Am I being too hard on myself when I say this? I don’t think so. If like me you’re someone who learns from life and is honest with yourself, I think this last statement about my five-year-ago less experienced and intelligent self is spot on.
Looking into the future, then, five years from now, I wonder: what use will the me of a decade ago have for the goals of my current version of me?
I am quite certain I will have learned so much more, and will have expanded my horizons in so many directions. It would be sadly limiting to box myself in, to envision and build a framework for how I’ll live at that point going forward based on what I know, what I care about, today.
Please don’t misunderstand me, though. There is value, huge value in preparation and in making wise investments now.
It’s a good idea to assemble a foundation upon which to grow. It’s a good idea to make investments for the future, even if you’re not positive which specific investments might pay off most generously. This is a lesson I’ve learned over and over again.
Flexibility is key, though. I’ve found that creating a flexible framework, rather than a rigid set of plans works well. It provides me the opportunity to choose investments without limiting future options.
What does all this really mean in practice?
In practice, I make investments in my capabilities, resources, knowledge, relationships, and health, all of which make it more likely that later on I’ll be able to take advantage of opportunities, and act upon priorities and values.

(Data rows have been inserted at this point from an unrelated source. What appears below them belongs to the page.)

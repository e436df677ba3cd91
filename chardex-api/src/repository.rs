//! Character persistence on top of the document store.
//!
//! Every lookup goes through [`CharacterRepository::by_name`]: a case-insensitive match
//! on the whole name, where characters such as `.` or `*` are taken literally.

use chardex::collection::Collection;
use chardex::document::{Document, Stored};
use chardex::error::DocumentStoreResult;
use chardex::query::{Expr, Filter};
use chardex::store::DocumentStore;

use crate::models::CharacterRecord;

/// Field holding the character's lookup key.
pub const NAME_FIELD: &str = "name";

#[derive(Debug, Clone)]
pub struct CharacterRepository {
    store: DocumentStore,
}

impl CharacterRepository {
    pub fn new(store: DocumentStore) -> Self {
        Self { store }
    }

    fn characters(&self) -> Collection<'_, CharacterRecord> {
        self.store.collection::<CharacterRecord>()
    }

    pub fn by_name(name: &str) -> Expr {
        Filter::eq_ignore_case(NAME_FIELD, name)
    }

    /// All characters, in store order.
    pub async fn list(&self) -> DocumentStoreResult<Vec<Stored<CharacterRecord>>> {
        self.characters().find_all().await
    }

    /// The first character whose name matches `name`.
    pub async fn find_by_name(&self, name: &str) -> DocumentStoreResult<Option<Stored<CharacterRecord>>> {
        self.characters().find_one(Self::by_name(name)).await
    }

    pub async fn create(&self, record: CharacterRecord) -> DocumentStoreResult<Stored<CharacterRecord>> {
        self.characters().insert_one(record.without_null_extras()).await
    }

    /// Merges the fields set in `patch` into the first character named `name`.
    pub async fn update_by_name(
        &self,
        name: &str,
        patch: CharacterRecord,
    ) -> DocumentStoreResult<Option<Stored<CharacterRecord>>> {
        self.characters()
            .find_one_and_update(Self::by_name(name), patch.without_null_extras())
            .await
    }

    pub async fn delete_by_name(&self, name: &str) -> DocumentStoreResult<Option<Stored<CharacterRecord>>> {
        self.characters()
            .find_one_and_delete(Self::by_name(name))
            .await
    }

    /// Creates the case-insensitive unique index on names.
    pub async fn ensure_unique_names(&self) -> DocumentStoreResult<()> {
        self.store
            .add_index(CharacterRecord::collection_name(), NAME_FIELD, true)
            .await
    }
}

#[cfg(test)]
mod tests {
    use chardex::backend::StoreBackendBuilder;
    use chardex::memory::InMemoryStore;

    use super::*;

    async fn repository() -> CharacterRepository {
        CharacterRepository::new(DocumentStore::new(InMemoryStore::builder().build().await.unwrap()))
    }

    fn named(name: &str) -> CharacterRecord {
        CharacterRecord {
            name: Some(name.to_string()),
            ..Default::default()
        }
    }

    #[tokio::test]
    async fn lookups_ignore_case_but_not_length() {
        let repository = repository().await;
        let created = repository.create(named("Gon Freecss")).await.unwrap();

        let found = repository.find_by_name("GON FREECSS").await.unwrap().unwrap();
        assert_eq!(found.id, created.id);

        assert!(repository.find_by_name("gon").await.unwrap().is_none());
        assert!(repository.find_by_name("gon.freecss").await.unwrap().is_none());
    }

    #[tokio::test]
    async fn update_only_touches_sent_fields() {
        let repository = repository().await;
        repository
            .create(CharacterRecord {
                age: Some(12),
                ..named("Gon")
            })
            .await
            .unwrap();

        let updated = repository
            .update_by_name(
                "gon",
                CharacterRecord {
                    status: Some("Retired".to_string()),
                    ..Default::default()
                },
            )
            .await
            .unwrap()
            .unwrap();

        assert_eq!(updated.document.name.as_deref(), Some("Gon"));
        assert_eq!(updated.document.age, Some(12));
        assert_eq!(updated.document.status.as_deref(), Some("Retired"));
    }

    #[tokio::test]
    async fn unique_names_reject_case_variants() {
        let repository = repository().await;
        repository.ensure_unique_names().await.unwrap();
        repository.create(named("Gon")).await.unwrap();

        assert!(repository.create(named("gON")).await.is_err());
        assert!(repository.create(named("Killua")).await.is_ok());
    }
}
//! Backend-neutral filter expressions.
//!
//! Filters are a small AST that every backend translates into its own matching
//! strategy through a [`QueryVisitor`]. Values are always matched literally:
//! no operator interprets its value as a pattern.
//!
//! ```ignore
//! use chardex_core::query::Filter;
//!
//! // "gon freecss" matches "Gon Freecss", "gon" does not.
//! let by_name = Filter::eq_ignore_case("name", "gon freecss");
//! ```

use bson::Bson;

use crate::error::DocumentStoreError;

/// Field comparison operators for filter expressions.
#[derive(Debug, Clone, PartialEq)]
pub enum FieldOp {
    /// Whole-value string equality ignoring case. Never matches non-string values.
    EqIgnoreCase,
}

/// A filter expression for selecting documents.
#[derive(Debug, Clone, PartialEq)]
pub enum Expr {
    /// Field comparison expression.
    Field {
        /// The field name to compare.
        field: String,
        /// The comparison operator.
        op: FieldOp,
        /// The value to compare against.
        value: Bson,
    },
}

impl Expr {
    /// Creates a field comparison expression.
    pub fn field(field: String, op: FieldOp, value: Bson) -> Self {
        Expr::Field { field, op, value }
    }
}

/// Helper struct for constructing filter expressions.
pub struct Filter;

impl Filter {
    /// Matches documents where the string field equals `value`, ignoring case.
    ///
    /// The whole value must match: `"gon"` matches `"Gon"` but not `"Gon Freecss"`.
    pub fn eq_ignore_case(field: impl Into<String>, value: impl Into<String>) -> Expr {
        Expr::field(field.into(), FieldOp::EqIgnoreCase, Bson::String(value.into()))
    }
}

/// Walks an [`Expr`] tree, producing a backend-specific output.
///
/// The MongoDB backend produces a query document; the in-memory backend produces a
/// boolean for one candidate document.
pub trait QueryVisitor {
    type Output;
    type Error: Into<DocumentStoreError>;

    fn visit_field(
        &mut self,
        field: &str,
        op: &FieldOp,
        value: &Bson,
    ) -> Result<Self::Output, Self::Error>;

    fn visit_expr(&mut self, expr: &Expr) -> Result<Self::Output, Self::Error> {
        match expr {
            Expr::Field { field, op, value } => self.visit_field(field, op, value),
        }
    }
}

#[cfg(test)]
mod tests {
    use super::*;

    #[test]
    fn eq_ignore_case_keeps_value_verbatim() {
        assert_eq!(
            Filter::eq_ignore_case("name", "G.n (Freecss)"),
            Expr::Field {
                field: "name".into(),
                op: FieldOp::EqIgnoreCase,
                value: Bson::String("G.n (Freecss)".into()),
            }
        );
    }
}
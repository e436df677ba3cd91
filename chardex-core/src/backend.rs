//! Storage backend abstraction for the document store.
//!
//! This module defines the trait that abstracts over storage implementations, letting the
//! service run against MongoDB in production and an in-memory map in development and tests.
//!
//! # Overview
//!
//! The [`StoreBackend`] trait provides a unified async interface for the document operations
//! the service needs: listing, single lookup, insertion, find-and-update, find-and-delete,
//! plus index management and connectivity checks. Implementations are required to be
//! thread-safe (`Send + Sync`) and are shared across requests behind an `Arc`.
//!
//! # Examples
//!
//! ```ignore
//! use chardex_core::{backend::StoreBackend, query::Filter};
//! use bson::doc;
//!
//! let backend = MyBackendImpl::new();
//!
//! let id = backend.insert_document(doc! { "name": "Gon" }, "characters").await?;
//! let found = backend
//!     .find_one_document(Filter::eq_ignore_case("name", "gon"), "characters")
//!     .await?;
//! assert_eq!(found.map(|doc| doc.id), Some(id));
//! # Ok::<(), Box<dyn std::error::Error>>(())
//! ```

use async_trait::async_trait;
use bson::{Document as BsonDocument, oid::ObjectId};
use std::fmt::Debug;

use crate::{document::RawDocument, error::DocumentStoreResult, query::Expr};

/// Abstract interface for document storage backends.
///
/// # Ordering
///
/// "First match" means first in the backend's natural order: insertion order for the
/// in-memory backend, natural (on-disk) order for MongoDB. Every single-document
/// operation acts on that first match only.
///
/// # Error Handling
///
/// Operations return [`DocumentStoreResult<T>`](crate::error::DocumentStoreResult).
/// Backends report unreachable servers as
/// [`Unavailable`](crate::error::DocumentStoreError::Unavailable) and unique index
/// violations as [`DuplicateKey`](crate::error::DocumentStoreError::DuplicateKey).
#[async_trait]
pub trait StoreBackend: Send + Sync + Debug {
    /// Returns the documents of a collection, optionally restricted by a filter.
    ///
    /// A collection that does not exist yet yields an empty list.
    async fn find_documents(
        &self,
        filter: Option<Expr>,
        collection: &str,
    ) -> DocumentStoreResult<Vec<RawDocument>>;

    /// Returns the first document matching `filter`, if any.
    async fn find_one_document(
        &self,
        filter: Expr,
        collection: &str,
    ) -> DocumentStoreResult<Option<RawDocument>>;

    /// Inserts a new document and returns the identifier the backend assigned to it.
    ///
    /// No existence check is made: two documents with identical bodies are both stored.
    /// The collection is created on first insert.
    async fn insert_document(
        &self,
        document: BsonDocument,
        collection: &str,
    ) -> DocumentStoreResult<ObjectId>;

    /// Merges `patch` into the first document matching `filter` and returns the
    /// document as it is after the update.
    ///
    /// Keys present in `patch` overwrite or extend the stored document; every other key
    /// is left untouched. An empty patch leaves the document unchanged. Returns `None`
    /// when nothing matches.
    async fn find_one_and_update(
        &self,
        filter: Expr,
        patch: BsonDocument,
        collection: &str,
    ) -> DocumentStoreResult<Option<RawDocument>>;

    /// Removes the first document matching `filter` and returns it, or `None` when
    /// nothing matches.
    async fn find_one_and_delete(
        &self,
        filter: Expr,
        collection: &str,
    ) -> DocumentStoreResult<Option<RawDocument>>;

    /// Creates an index on a field in a collection.
    ///
    /// Unique indexes only consider string values, and compare them ignoring case.
    /// Documents where the field is missing or not a string are never in conflict.
    /// Creating an index that already exists is not an error.
    async fn add_index(
        &self,
        collection: &str,
        field: &str,
        unique: bool,
    ) -> DocumentStoreResult<()>;

    /// Checks that the backend is reachable.
    async fn ping(&self) -> DocumentStoreResult<()>;

    /// Releases connections and other resources held by the backend.
    ///
    /// The default implementation is a no-op; backends with external connections
    /// should override it.
    async fn shutdown(&self) -> DocumentStoreResult<()> {
        Ok(())
    }
}

/// Factory trait for creating backend instances.
#[async_trait]
pub trait StoreBackendBuilder {
    type Backend: StoreBackend;

    async fn build(self) -> DocumentStoreResult<Self::Backend>;
}
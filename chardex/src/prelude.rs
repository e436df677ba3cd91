//! Convenient re-exports of commonly used types from chardex.
//!
//! ```ignore
//! use chardex::prelude::*;
//! ```

pub use chardex_core::{
    collection::Collection,
    store::DocumentStore,
    document::{Document, DocumentExt, RawDocument, Stored, ID_FIELD},
    backend::{StoreBackend, StoreBackendBuilder},
    query::{QueryVisitor, Expr, FieldOp, Filter},
    error::{DocumentStoreError, DocumentStoreResult},
};
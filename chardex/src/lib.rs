//! Main chardex storage crate providing a unified interface over the character store.
//!
//! This crate re-exports the core types from the sub-crates and gives access to the
//! available storage backends, so the service only depends on one crate.
//!
//! # Quick Start
//!
//! ```ignore
//! use chardex::{prelude::*, memory::InMemoryStore};
//! use serde::{Serialize, Deserialize};
//!
//! #[derive(Debug, Clone, Serialize, Deserialize)]
//! pub struct Character {
//!     pub name: String,
//! }
//!
//! impl Document for Character {
//!     fn collection_name() -> &'static str { "characters" }
//! }
//!
//! #[tokio::main]
//! async fn main() -> DocumentStoreResult<()> {
//!     let store = DocumentStore::new(InMemoryStore::builder().build().await?);
//!     let characters = store.collection::<Character>();
//!
//!     let created = characters
//!         .insert_one(Character { name: "Gon".to_string() })
//!         .await?;
//!
//!     // Lookups by name ignore case and match the whole value
//!     let found = characters
//!         .find_one(Filter::eq_ignore_case("name", "GON"))
//!         .await?;
//!     assert_eq!(found.map(|stored| stored.id), Some(created.id));
//!
//!     store.shutdown().await
//! }
//! ```
//!
//! # Backends
//!
//! - [`memory`] - In-memory storage for development and testing
//! - `mongodb` - Persistent MongoDB backend (requires the `mongodb` feature)

pub mod prelude;

pub use chardex_core::{collection, document, store, backend, query, error};

// Re-export BSON types for convenience
pub use bson;

/// In-memory storage backend implementations.
pub mod memory {
    pub use chardex_memory::{InMemoryStore, InMemoryStoreBuilder};
}

/// MongoDB storage backend implementations.
///
/// This module is only available when the `mongodb` feature is enabled.
#[cfg(feature = "mongodb")]
pub mod mongodb {
    pub use chardex_mongodb::{MongoDbStore, MongoDbStoreBuilder};
}
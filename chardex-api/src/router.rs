use axum::http::HeaderName;
use axum::Router;
use tower_http::cors::CorsLayer;
use tower_http::request_id::{MakeRequestUuid, PropagateRequestIdLayer, SetRequestIdLayer};
use tower_http::trace::{DefaultMakeSpan, DefaultOnResponse, TraceLayer};
use tracing::Level;

use crate::docs;
use crate::routes;
use crate::state::AppState;

pub const REQUEST_ID_HEADER: &str = "x-request-id";

/// Build the full application router with all middleware layers.
///
/// Used by both the binary and the integration tests, so tests exercise the same
/// middleware stack (CORS, request ID, tracing) that production uses.
pub fn build_app(state: AppState) -> Router {
    let request_id_header = HeaderName::from_static(REQUEST_ID_HEADER);

    Router::new()
        .merge(routes::characters_router())
        .merge(docs::swagger_ui())
        // -- Middleware stack (applied bottom-up) --
        .layer(PropagateRequestIdLayer::new(request_id_header.clone()))
        .layer(
            TraceLayer::new_for_http()
                .make_span_with(DefaultMakeSpan::new().level(Level::INFO))
                .on_response(DefaultOnResponse::new().level(Level::INFO)),
        )
        .layer(SetRequestIdLayer::new(request_id_header, MakeRequestUuid))
        .layer(CorsLayer::permissive())
        .with_state(state)
}
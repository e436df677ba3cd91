//! MongoDB backend implementation for chardex.
//!
//! This crate provides a MongoDB-based implementation of the `StoreBackend` trait,
//! persisting documents in a MongoDB database and running filters on the server.
//!
//! To use this backend, include the `mongodb` feature in your `Cargo.toml`:
//!
//! ```toml
//! [dependencies]
//! chardex = { version = "x.y.z", features = ["mongodb"] }
//! ```
//!
//! # Features
//!
//! - **Persistent storage** - Data is persisted to MongoDB Atlas or self-hosted MongoDB
//! - **Server-side filtering** - Filters are translated to MongoDB query documents
//! - **Case-insensitive unique indexes** - Built with a strength-2 collation
//! - **Availability reporting** - Connection and server selection failures surface as
//!   [`Unavailable`](chardex_core::error::DocumentStoreError::Unavailable)
//!
//! # Connection
//!
//! The connection string may name a database in its path
//! (`mongodb://localhost:27017/characters`). When it does not, the builder's fallback
//! database is used.
//!
//! # Example
//!
//! ```ignore
//! use chardex::{backend::StoreBackendBuilder, mongodb::MongoDbStore};
//!
//! #[tokio::main]
//! async fn main() -> Result<(), Box<dyn std::error::Error>> {
//!     let store = MongoDbStore::builder("mongodb://localhost:27017/characters", "characters")
//!         .build()
//!         .await?;
//!
//!     Ok(())
//! }
//! ```

#[allow(unused_extern_crates)]
extern crate self as chardex_mongodb;

pub mod store;
pub mod query;
pub mod sanitizer;

pub use store::{MongoDbStore, MongoDbStoreBuilder};
//! OpenAPI document and Swagger UI.

use utoipa::OpenApi;
use utoipa_swagger_ui::SwaggerUi;

use crate::handlers::characters;
use crate::models::{CharacterEnvelope, CharacterRecord, CharacterResponse, MessageResponse};

pub const SWAGGER_UI_PATH: &str = "/api-docs";
pub const OPENAPI_JSON_PATH: &str = "/openapi.json";

/// OpenAPI documentation for the characters API.
#[derive(OpenApi)]
#[openapi(
    info(
        title = "Characters API",
        description = "CRUD over character documents, looked up by case-insensitive name",
    ),
    paths(
        characters::list_characters,
        characters::get_character,
        characters::create_character,
        characters::update_character,
        characters::delete_character,
    ),
    components(schemas(
        CharacterRecord,
        CharacterResponse,
        CharacterEnvelope,
        MessageResponse,
    )),
    tags(
        (name = "characters", description = "Character management")
    )
)]
pub struct ApiDoc;

/// Swagger UI at [`SWAGGER_UI_PATH`], backed by the JSON document at [`OPENAPI_JSON_PATH`].
pub fn swagger_ui() -> SwaggerUi {
    SwaggerUi::new(SWAGGER_UI_PATH).url(OPENAPI_JSON_PATH, ApiDoc::openapi())
}
//! Error types and result types for document store operations.
//!
//! This module provides the error type shared by every backend and by the collection layer.
//! Use [`DocumentStoreResult<T>`] as the return type for fallible operations.

use bson::error::Error as BsonError;
use thiserror::Error;

/// Represents all possible errors that can occur when interacting with a document store.
///
/// Callers that need to react differently to connectivity problems, uniqueness violations
/// and everything else can match on the variant; the message is meant for logs only.
#[derive(Error, Debug)]
pub enum DocumentStoreError {
    /// Serialization/deserialization error when converting between Rust types and BSON.
    #[error("Serialization error: {0}")]
    Serialization(String),
    /// Error during store initialization or connection setup.
    #[error("Initialization error: {0}")]
    Initialization(String),
    /// A document handed to the store cannot be written (it does not encode to a BSON map).
    #[error("Invalid document: {0}")]
    InvalidDocument(String),
    /// A write would break a unique index.
    /// The first argument is the indexed field, the second is the collection name.
    #[error("Duplicate value for {0} in collection {1}")]
    DuplicateKey(String, String),
    /// The backend could not be reached.
    #[error("Store unavailable: {0}")]
    Unavailable(String),
    /// An error occurred in the underlying storage backend.
    #[error("Backend error: {0}")]
    Backend(String),
}

/// A specialized `Result` type for document store operations.
pub type DocumentStoreResult<T> = Result<T, DocumentStoreError>;

impl From<BsonError> for DocumentStoreError {
    fn from(err: BsonError) -> Self {
        DocumentStoreError::Serialization(err.to_string())
    }
}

For example, ensuring that we stay healthy, physically, psychologically, and spiritually is a good use of time, energy, and resources.
One of the most important benefits of staying healthy is that you’re in good shape from which to make changes when an opportunity bubbles up. You’re also more capable of coping with discomforts and challenges when doing so will lead to worthwhile outcomes in the end. This is called resilience!
Investing in knowledge and new skills make it more likely that you’ll have relevant know-how you can apply to solving problems, creating solutions, thinking your way to new opportunities, or getting yourself back on track when things go haywire.
Continuous, life-long learning also helps you recognize opportunities for what they are, and makes it more likely that you’ll understand yourself more deeply, even as you inevitably change over time.
I think of this process, this long-term development of a flexible framework from which I enjoy life, as planting seeds. And from what I’ve read lately about the best ways to stay healthy as we age, gardening is always on the list!
I plant seeds of all kinds: knowledge seeds, health seeds, asset seeds, relationship seeds, even though I’ll never know which will bloom, or what they’ll look like when they do. I think of this as stacking the deck for serendipity. Serendipity is one of my favorite words!
The goal is to make it more likely that I’ll have what I need when I need it, despite not knowing what those needs might be today. I find this a fascinating way to live life’s adventure.
But I do know that if I plant enough of them, and if I take care of the ground in which I plant them, and if I cultivate whatever grows as a consequence, I stand a much better chance of being prepared for whatever happens next.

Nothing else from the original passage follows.